CHAPITRE VII

Il aurait été incapable de dire pendant combien de dizaines de mètres il avait couru avant d’y voir assez clair pour obliquer dans la petite ruelle. Et il n’avait pas compté les coups de feu qui avaient fait résonner la rue de la même manière que s’il s’était trouvé dans une caverne au lieu d’être à l’air libre. En tout cas, aucune balle ne l’avait touché et il n’avait pas l’impression que ses poursuivants gagnaient du terrain sur lui. Au départ trébuchante, sa course s’était rapidement faite plus assurée. Juste avant de tourner dans la ruelle, il courait coudes au corps, sans crainte d’entrer brusquement dans un obstacle invisible…

Est-ce que ses yeux s’étaient finalement habitués à l’obscurité ? Ou n’était-ce pas plutôt l’obscurité qui, à mesure qu’il courait dans cette rue sans nom, se délayait peu à peu dans la très vague nappe rouge orangé qui poudrait le ciel au-dessus des toits ? Il n’aurait su le dire. L’essentiel est qu’il pouvait désormais distinguer à ses pieds le trottoir laqué de ce reflet lointain, voir aussi, comme d’imprécises ombres dans l’ombre, les fûts des réverbères éteints et les masses inertes des véhicules, toujours aussi peu nombreux, accotés au trottoir. La ruelle sur sa gauche était semblable à une crevasse haute et mince dans une falaise de carton anthracite. Il s’y infiltra sans réfléchir. Les pas de ses poursuivants craquetaient à une distance impossible à définir. À un moment ou un autre, ils avaient cessé de s’interpeller, de crier, de murmurer. Dans son dos, il n’y avait plus eu que ce crépitement sur le macadam, une grêle acharnée qui ne voulait pas cesser. Quand Jo avait tourné dans la ruelle, la grêle avait paru s’éloigner, mais ce n’était qu’une fantaisie des ondes sonores, un faux espoir.

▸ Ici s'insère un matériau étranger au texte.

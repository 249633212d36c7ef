use crate::domain::errors::{FeatureTypeError, PredictionError};
use serde::{Deserialize, Serialize};
use serde_json::{Map, Value};
use std::collections::BTreeMap;

pub const PRAWN_DENSITY: &str = "prawn_density_per_m2";
pub const FEED_QUALITY: &str = "feed_quality_index";
pub const WATER_EXCHANGE: &str = "water_exchange_per_month";
pub const DISSOLVED_OXYGEN: &str = "DO_mg_L";
pub const TEMPERATURE: &str = "temperature_C";
pub const PH: &str = "pH";
pub const AMMONIA: &str = "ammonia_mg_L";
pub const NITRITE: &str = "nitrite_mg_L";
pub const HYDROGEN_SULFIDE: &str = "H2S_mg_L";
pub const TURBIDITY: &str = "turbidity_cm";
pub const SALINITY: &str = "salinity_ppt";
pub const POND_SIZE: &str = "pond_size_ha";
pub const RECYCLING_EFFICIENCY: &str = "recycling_efficiency_pct";

pub const DENSITY_X_LOW_DO: &str = "density_x_lowDO";
pub const AMMONIA_X_NITRITE: &str = "ammonia_x_nitrite";

/// Raw inputs every request must carry, in the order they are checked.
/// Names must match the column names used when the model was trained.
pub const REQUIRED_FEATURES: [&str; 13] = [
    PRAWN_DENSITY,
    FEED_QUALITY,
    WATER_EXCHANGE,
    DISSOLVED_OXYGEN,
    TEMPERATURE,
    PH,
    AMMONIA,
    NITRITE,
    HYDROGEN_SULFIDE,
    TURBIDITY,
    SALINITY,
    POND_SIZE,
    RECYCLING_EFFICIENCY,
];

/// Interaction terms appended after the raw inputs.
pub const DERIVED_FEATURES: [&str; 2] = [DENSITY_X_LOW_DO, AMMONIA_X_NITRITE];

/// Oxygen level (mg/L) below which stocking density starts to hurt yield.
pub const LOW_DO_THRESHOLD: f64 = 5.0;

/// Named numeric pond inputs as received from the caller.
///
/// Deserializing keeps only the required raw inputs: other keys are dropped
/// whatever their JSON type, while a required key holding a non-number is
/// rejected.
#[derive(Debug, Clone, Default, PartialEq, Serialize, Deserialize)]
#[serde(try_from = "Map<String, Value>")]
pub struct FeatureVector(BTreeMap<String, f64>);

impl FeatureVector {
    pub fn new() -> Self {
        Self::default()
    }

    pub fn insert(&mut self, name: impl Into<String>, value: f64) -> Option<f64> {
        self.0.insert(name.into(), value)
    }

    pub fn remove(&mut self, name: &str) -> Option<f64> {
        self.0.remove(name)
    }

    pub fn get(&self, name: &str) -> Option<f64> {
        self.0.get(name).copied()
    }

    pub fn len(&self) -> usize {
        self.0.len()
    }

    pub fn is_empty(&self) -> bool {
        self.0.is_empty()
    }

    pub fn iter(&self) -> impl Iterator<Item = (&str, f64)> {
        self.0.iter().map(|(k, v)| (k.as_str(), *v))
    }

    /// Looks up a value, failing with the missing key's name.
    pub fn require(&self, name: &str) -> Result<f64, PredictionError> {
        self.get(name).ok_or_else(|| PredictionError::MissingFeature {
            name: name.to_string(),
        })
    }

    /// First required key absent from this vector, in canonical order.
    pub fn first_missing(&self) -> Option<&'static str> {
        REQUIRED_FEATURES
            .iter()
            .copied()
            .find(|name| !self.0.contains_key(*name))
    }

}

impl TryFrom<Map<String, Value>> for FeatureVector {
    type Error = FeatureTypeError;

    fn try_from(object: Map<String, Value>) -> Result<Self, Self::Error> {
        let mut features = Self::new();
        for name in REQUIRED_FEATURES {
            // Absent keys are reported later, by the pipeline
            let Some(value) = object.get(name) else {
                continue;
            };
            let number = value.as_f64().ok_or_else(|| FeatureTypeError {
                field: name,
                found: value.to_string(),
            })?;
            features.insert(name, number);
        }
        Ok(features)
    }
}

impl<K: Into<String>> FromIterator<(K, f64)> for FeatureVector {
    fn from_iter<I: IntoIterator<Item = (K, f64)>>(iter: I) -> Self {
        Self(iter.into_iter().map(|(k, v)| (k.into(), v)).collect())
    }
}

#[derive(Debug, Clone, Copy, PartialEq)]
pub struct DerivedFeatures {
    pub density_x_low_do: f64,
    pub ammonia_x_nitrite: f64,
}

impl DerivedFeatures {
    pub fn from_values(density: f64, dissolved_oxygen: f64, ammonia: f64, nitrite: f64) -> Self {
        Self {
            // Clamped: oxygen above the threshold contributes nothing
            density_x_low_do: density * (LOW_DO_THRESHOLD - dissolved_oxygen).max(0.0),
            ammonia_x_nitrite: ammonia * nitrite,
        }
    }

    pub fn compute(input: &FeatureVector) -> Result<Self, PredictionError> {
        Ok(Self::from_values(
            input.require(PRAWN_DENSITY)?,
            input.require(DISSOLVED_OXYGEN)?,
            input.require(AMMONIA)?,
            input.require(NITRITE)?,
        ))
    }

    pub fn get(&self, name: &str) -> Option<f64> {
        match name {
            DENSITY_X_LOW_DO => Some(self.density_x_low_do),
            AMMONIA_X_NITRITE => Some(self.ammonia_x_nitrite),
            _ => None,
        }
    }
}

Jo recula dans la ruelle, sans cesser de fixer son orée. Son pistolet, de nouveau braqué à bras tendu, était prêt à cracher. Son index chatouillait la détente repoussée jusqu’au cran de sûreté. Il lui suffisait de la pression la plus minime pour qu’une première balle parte. Jo se sentait étrangement calme. Ou plutôt il ne sentait rien en lui, rien du tout. Ni frissons de glace, ni oppression de poumons en feu, ni paralysie due à la peur ou à l’incompréhension. Toutes ces réactions de son organisme avaient disparu, elles s’étaient envolées, au cours de ce laps de temps bien bref où il avait fui entre la ruelle derrière chez lui et cette nouvelle ruelle où il se terrait. Il ne chercha pas à analyser cette fermeté nouvelle. Il l’acceptait dans un coin de son cerveau, elle faisait partie de lui, de son corps vivant qui se mouvait avec aisance.

Sa main gauche derrière ses reins toucha une surface lisse. Il la contourna, se baissa, se fondit contre la masse oblongue. Un tonneau ? Plutôt une poubelle, dont il sentit sous ses doigts la surface cannelée de métal mou. Il bloqua sa respiration. Le bruit des pas avait brusquement enflé, le seuil de la ruelle à moins de dix mètres de lui se peupla d’ombres en mouvement. Elles ralentirent, il sentit, physiquement, l’impact d’yeux fureteurs sondant le noir dans sa direction. Une fois encore il ne put chasser l’impression que ces yeux-là voyaient dans l’obscurité. Il adhérait au flanc de la poubelle, il avait rabattu son bras contre son épaule gauche, le froid de son arme glaçait sa joue. Il n’y eut pas un murmure à l’entrée de la ruelle. Dans un sens, c’était plus effrayant que si les traqueurs avaient parlé à voix haute. Ils allaient faire quoi ? Se déployer et avancer ? Envoyer un éclaireur ? Fernando allait-il arroser le parallélépipède au hasard ?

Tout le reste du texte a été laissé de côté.